Background & Summary

Conventional household surveys typically use multiple visits with a large time gap between visits to construct longitudinal data1. These data typically suffer from recall bias and lost intra-period variation, as respondents are asked in one sitting to recall events or outcomes that have transpired during the entire period between survey interviews2,3. Furthermore, these surveys are very expensive to conduct4, with large enumeration teams visiting respondents, thus increasing the propensity for enumeration or data-entry error. The advent of Computer-assisted Personal Interviewing (CAPI) via laptop, tablet or smartphone, has made data collection cheaper, more reliable, and ultimately more efficient5. But even with CAPI tools at their disposal, these large household surveys require enumerators to engage with participants for an extended period of time to complete lengthy questionnaires, which can result in respondent fatigue, and consequently, poor quality and unreliable data3. It is also frequently difficult to collect data from remote areas and to conduct surveys during natural disasters, political disorder, etc., all of which are frequent in developing country contexts. The dataset described in this note provides some of the first evidence on the feasibility of an alternative to these costly, infrequent, difficult-to-conduct surveys. In particular, the data reported here were collected over the course of 50 weeks at relatively high frequency using smartphones. To ameliorate concerns of respondent fatigue, the long-form survey instrument (based on an integrated household survey instrument) was decomposed into small ‘microtasks’ that participants could address in the course of 5–10 minutes each. The study encouraged continued engagement and active participation in the data collection efforts through ‘micropayments’ that were awarded upon the successful submission of the microtasks, as well as credits toward the ownership of the smartphone. By putting the smartphones directly into the respondents’ hands, our study could also capture data easily from those at the focus of study, even those in remote places where access is limited or unreliable.
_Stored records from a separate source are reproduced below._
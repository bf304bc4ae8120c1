//! # Tilewalk Core
//!
//! Collision resolution, motion integration and viewport bounds for
//! tile-based worlds.
//!
//! Built on [`tilewalk_geom`] for the geometry and the chunk assembler, this
//! crate owns everything that changes from tick to tick.
//!
//! ## Architecture
//!
//! Each tick runs in two phases:
//!
//! - **Sense** (read-only, parallel): the broad phase assembles nearby
//!   obstacle chunks and [`detect_contacts`] fills a [`CollisionState`]
//! - **Apply** (sequential): [`Body::apply`] resolves the contacts, decays
//!   knockback, integrates position and re-syncs the hitbox
//!
//! The [`Camera`] then follows a focus body inside the world rectangle.
//!
//! ## Usage
//!
//! ```
//! use glam::Vec2;
//! use tilewalk_core::{Body, Camera, ViewportConfig, World};
//! use tilewalk_geom::Rect;
//!
//! let mut world = World::new();
//! world.add_chunk(Rect::new(0.0, 3.0, 10.0, 1.0));
//!
//! let mut player = Body::new(Rect::new(1.0, 1.0, 1.0, 1.0));
//! player.motion.velocity = Vec2::new(0.0, 0.5);
//! let id = world.spawn(player);
//!
//! let mut camera = Camera::new(ViewportConfig::default(), 0).unwrap();
//! for _ in 0..8 {
//!     world.step(1.0);
//!     let focus = world.get(id).unwrap().bounds();
//!     camera.update(&focus, Rect::new(0.0, 0.0, 10.0, 4.0), 1.0);
//! }
//!
//! // Landed on the floor
//! assert_eq!(world.get(id).unwrap().bounds().bottom(), 3.0);
//! ```

#![warn(missing_docs)]
#![warn(clippy::all)]
#![warn(clippy::pedantic)]
#![allow(clippy::module_name_repetitions)]

// Re-export the geometry crate
pub use tilewalk_geom as geom;

pub mod body;
pub mod collision;
pub mod config;
pub mod error;
pub mod motion;
pub mod timestep;
pub mod viewport;
pub mod world;

#[cfg(test)]
mod tests;

pub use body::{Body, BodyId};
pub use collision::{broad_phase, detect_contacts, swept_bounds, CollisionState, Side};
pub use config::{MotionConfig, StepConfig, ViewportConfig};
pub use error::{ConfigError, Result};
pub use motion::MotionState;
pub use timestep::{FrameClock, TimeStep};
pub use viewport::{Camera, CameraFlags};
pub use world::World;
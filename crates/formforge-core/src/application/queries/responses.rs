//! Captured response reads, export and deletion

use std::sync::Arc;

use async_trait::async_trait;
use tracing::{debug, info};

use crate::application::dto::*;
use crate::application::{publish_events, visible_form};
use crate::config::PagingConfig;
use crate::domain::aggregates::Response;
use crate::domain::events::{DomainEvent, ResponseEvent};
use crate::domain::services::CsvExporter;
use crate::domain::value_objects::{FieldId, FormId, OwnerId, ResponseId};
use crate::error::{FormsError, Result};
use crate::ports::inbound::ResponseUseCases;
use crate::ports::outbound::{EventPublisher, RecordStore, Transaction};

/// Response query service
pub struct ResponseService {
    store: Arc<dyn RecordStore>,
    event_publisher: Arc<dyn EventPublisher>,
    paging: PagingConfig,
}

impl ResponseService {
    pub fn new(
        store: Arc<dyn RecordStore>,
        event_publisher: Arc<dyn EventPublisher>,
        paging: PagingConfig,
    ) -> Self {
        Self {
            store,
            event_publisher,
            paging,
        }
    }
}

async fn owned_response(
    tx: &mut dyn Transaction,
    form_id: FormId,
    response_id: ResponseId,
    owner_id: OwnerId,
) -> Result<Response> {
    visible_form(tx, form_id, owner_id).await?;
    tx.find_response(form_id, response_id)
        .await?
        .ok_or_else(|| FormsError::not_found("response", response_id))
}

#[async_trait]
impl ResponseUseCases for ResponseService {
    async fn list_responses(
        &self,
        form_id: FormId,
        owner_id: OwnerId,
        query: ResponseQuery,
    ) -> Result<Page<ResponseSummary>> {
        let mut tx = self.store.begin().await?;
        visible_form(tx.as_mut(), form_id, owner_id).await?;

        let size = query.page.resolve_size(&self.paging);
        let offset = query.page.page.saturating_mul(size);
        let (responses, total) = tx
            .list_responses(form_id, &query.window, offset, size)
            .await?;

        let items = responses.iter().map(ResponseSummary::from).collect();
        Ok(Page::new(items, total, query.page.page, size))
    }

    async fn get_response(
        &self,
        form_id: FormId,
        response_id: ResponseId,
        owner_id: OwnerId,
    ) -> Result<ResponseDetails> {
        let mut tx = self.store.begin().await?;
        let response = owned_response(tx.as_mut(), form_id, response_id, owner_id).await?;
        let typed_values = tx.field_values(response_id).await?;

        Ok(ResponseDetails {
            summary: ResponseSummary::from(&response),
            respondent_id: response.respondent_id,
            values: response.decode_payload()?,
            schema: response.decode_snapshot()?,
            typed_values,
        })
    }

    async fn delete_response(
        &self,
        form_id: FormId,
        response_id: ResponseId,
        owner_id: OwnerId,
    ) -> Result<()> {
        let mut tx = self.store.begin().await?;
        owned_response(tx.as_mut(), form_id, response_id, owner_id).await?;

        tx.delete_response(response_id).await?;
        tx.commit().await?;

        info!(form_id = %form_id, response_id = %response_id, "response deleted");
        publish_events(
            self.event_publisher.as_ref(),
            vec![DomainEvent::Response(ResponseEvent::Deleted { response_id, form_id })],
        )
        .await;
        Ok(())
    }

    async fn export_csv(&self, form_id: FormId, owner_id: OwnerId) -> Result<String> {
        let mut tx = self.store.begin().await?;
        visible_form(tx.as_mut(), form_id, owner_id).await?;

        let responses = tx.all_responses(form_id).await?;
        debug!(form_id = %form_id, rows = responses.len(), "exporting responses");
        CsvExporter::export(&responses)
    }

    async fn filter_by_field(
        &self,
        form_id: FormId,
        owner_id: OwnerId,
        field_id: FieldId,
        filter: ValueFilter,
    ) -> Result<Vec<ResponseSummary>> {
        let mut tx = self.store.begin().await?;
        visible_form(tx.as_mut(), form_id, owner_id).await?;
        tx.find_field(form_id, field_id)
            .await?
            .ok_or_else(|| FormsError::not_found("field", field_id))?;

        let mut matched = Vec::new();
        for row in tx.query_field_values(field_id, &filter).await? {
            if let Some(response) = tx.find_response(form_id, row.response_id).await? {
                matched.push(response);
            }
        }
        matched.sort_by(|a, b| b.submitted_at.cmp(&a.submitted_at).then(b.id.cmp(&a.id)));

        Ok(matched.iter().map(ResponseSummary::from).collect())
    }
}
This dataset contains approximately one year’s worth of high frequency data containing information on a wide variety of experiences, inputs, and outcomes such as agricultural production and practices; experiences with income shocks and climatic events; household income, expenditure, consumption, labor, employment; migration; housing and sanitation; information and technology; as well as basic demographic and household characteristics.

The data collection was conducted with an Android based smartphone using a customized launcher for Open Data Kit (ODK) – an open-source, user-friendly, and easily deployable set of tools supporting data collection, visualization, and sharing, without the complications of setting up and maintaining one’s own servers6. Survey were translated into Bangla and pretested on the application platform. The implementing partner, WIN Incorporated, assisted in the selection and training of participants, distribution of the smartphones, and provided oversight over the data collection process. A mobile operator, Banglalink, provided SIM cards, talk time, and mobile data to support the farmers as rewards based on their responses on the questions.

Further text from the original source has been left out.